Красиво и с большим душевным накалом говорил начальник полиции, и Долбоносов поверил ему, даже расчувствовался до слез и клятвенно заверил:
— Пан начальник, да ежели вам потребуется… Да я за вас… Всегда…
— Не надо, Михайло, слов, не надо, — даже поморщился от обиды Свитальский. — Или я тебя не знаю?
Вдруг посуровел, пытливо взглянул на Долбоносова.
— Постой, постой, Михайло, а ведь ты хорошую мыслишку мне подкинул… Замечательную мысль подсказал! Ну и голова у тебя!.. Если мы ее, эту мыслишку, в жизнь проведем… Но здесь без твоей помощи не обойтись.
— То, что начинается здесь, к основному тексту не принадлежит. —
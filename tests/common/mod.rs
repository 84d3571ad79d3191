//! Common test utilities: a recording mock scene host and engine
//! fixtures shared by the integration tests.
#![allow(
    dead_code,
    clippy::unwrap_used,
    clippy::expect_used,
    clippy::indexing_slicing,
    clippy::float_cmp,
    clippy::panic
)]

use std::collections::HashMap;

use tablegrid::{
    CellId, GroupId, NodeId, Orientation, Point, Rect, SceneHost, Size, TableGroup,
    TableLayoutEngine,
};

/// Everything the engine/router asked the host to do, in call order.
#[derive(Debug, Clone, PartialEq)]
pub enum HostEvent {
    RealizeBorder(Orientation, usize),
    RealizeCell(CellId),
    PlaceNode(NodeId, CellId, Rect),
    SetNodeSize(NodeId, Size),
    ReparentToCanvas(NodeId),
    OffsetNode(NodeId, Point),
    RaiseAboveGroup(NodeId),
    RerouteConnectors(NodeId),
    TableModified(GroupId),
}

/// Recording scene host with a configurable container and node state.
pub struct MockHost {
    pub ready: bool,
    pub container: Option<Size>,
    pub drop_positions: HashMap<NodeId, Point>,
    pub node_sizes: HashMap<NodeId, Size>,
    pub events: Vec<HostEvent>,
}

impl MockHost {
    pub fn new(width: f32, height: f32) -> Self {
        Self {
            ready: true,
            container: Some(Size::new(width, height)),
            drop_positions: HashMap::new(),
            node_sizes: HashMap::new(),
            events: Vec::new(),
        }
    }

    pub fn without_container() -> Self {
        Self {
            ready: true,
            container: None,
            drop_positions: HashMap::new(),
            node_sizes: HashMap::new(),
            events: Vec::new(),
        }
    }

    pub fn not_ready(width: f32, height: f32) -> Self {
        let mut host = Self::new(width, height);
        host.ready = false;
        host
    }

    pub fn resize(&mut self, width: f32, height: f32) {
        self.container = Some(Size::new(width, height));
    }

    pub fn set_drop_position(&mut self, node: NodeId, x: f32, y: f32) {
        self.drop_positions.insert(node, Point::new(x, y));
    }

    pub fn set_node_size(&mut self, node: NodeId, width: f32, height: f32) {
        self.node_sizes.insert(node, Size::new(width, height));
    }

    pub fn clear_events(&mut self) {
        self.events.clear();
    }

    pub fn modified_count(&self) -> usize {
        self.events
            .iter()
            .filter(|e| matches!(e, HostEvent::TableModified(_)))
            .count()
    }
}

impl SceneHost for MockHost {
    fn is_ready(&self) -> bool {
        self.ready
    }

    fn container_size(&self) -> Option<Size> {
        self.container
    }

    fn realize_border(&mut self, orientation: Orientation, index: usize) {
        self.events.push(HostEvent::RealizeBorder(orientation, index));
    }

    fn realize_cell(&mut self, cell: CellId) {
        self.events.push(HostEvent::RealizeCell(cell));
    }

    fn node_drop_position(&self, node: NodeId) -> Option<Point> {
        self.drop_positions.get(&node).copied()
    }

    fn node_size(&self, node: NodeId) -> Option<Size> {
        self.node_sizes.get(&node).copied()
    }

    fn set_node_size(&mut self, node: NodeId, size: Size) {
        self.events.push(HostEvent::SetNodeSize(node, size));
    }

    fn place_node(&mut self, node: NodeId, cell: CellId, rect: Rect) {
        self.events.push(HostEvent::PlaceNode(node, cell, rect));
    }

    fn reparent_to_canvas(&mut self, node: NodeId) {
        self.events.push(HostEvent::ReparentToCanvas(node));
    }

    fn offset_node(&mut self, node: NodeId, delta: Point) {
        self.events.push(HostEvent::OffsetNode(node, delta));
    }

    fn raise_above_group(&mut self, node: NodeId) {
        self.events.push(HostEvent::RaiseAboveGroup(node));
    }

    fn reroute_connectors(&mut self, node: NodeId) {
        self.events.push(HostEvent::RerouteConnectors(node));
    }

    fn table_modified(&mut self, group: GroupId) {
        self.events.push(HostEvent::TableModified(group));
    }
}

/// Engine with a built grid but no layout pass yet.
pub fn engine(rows: u32, cols: u32, host: &mut MockHost) -> TableLayoutEngine {
    let mut engine = TableLayoutEngine::new(TableGroup::new(GroupId(7), rows, cols));
    engine.initialize(rows, cols, host);
    engine
}

/// Engine with a built grid and an initial full layout pass.
pub fn engine_with_layout(rows: u32, cols: u32, host: &mut MockHost) -> TableLayoutEngine {
    let mut engine = engine(rows, cols, host);
    engine.initialize_table_layout(host);
    engine
}

/// All border and cell rects, in a stable order, for geometry
/// comparisons.
pub fn geometry_of(engine: &TableLayoutEngine) -> Vec<Rect> {
    engine
        .vertical_borders()
        .iter()
        .map(|b| b.rect())
        .chain(engine.horizontal_borders().iter().map(|b| b.rect()))
        .chain(engine.cells().map(|c| c.rect()))
        .collect()
}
Долбоносов поспешно встал и сказал, преданно глядя в глаза Свитальского:
— Что прикажете, пан начальник?
— Тут дело такого сорта, что приказывать никак нельзя, тут твое добровольное согласие надо.
— Вы приказывайте, а мы согласные. Как моего согласия может не быть, если вы того желаете?
В ответ Свитальский приложил палец к губам, предупреждая об особой осторожности, потом бесшумно, на носках, подкрался к двери камеры и рывком распахнул ее. Только убедившись, что никто не подслушивает, он вернулся к Долбоносову, почти насильно усадил его опять на стул и зашептал:
— Чтобы твоих и моих смертельных врагов, которые еще вчера тебя убить замышляли, чтобы их быстро и наверняка уничтожить, нам с тобой заодно действовать надо. Как пальцы одной руки, мы с тобой теперь действовать должны! — И он сжал пальцы в кулак. Потом отшатнулся от Долбоносова, спросил, пытливо заглядывая в его глаза: — Не отступишь, не погубишь себя и меня?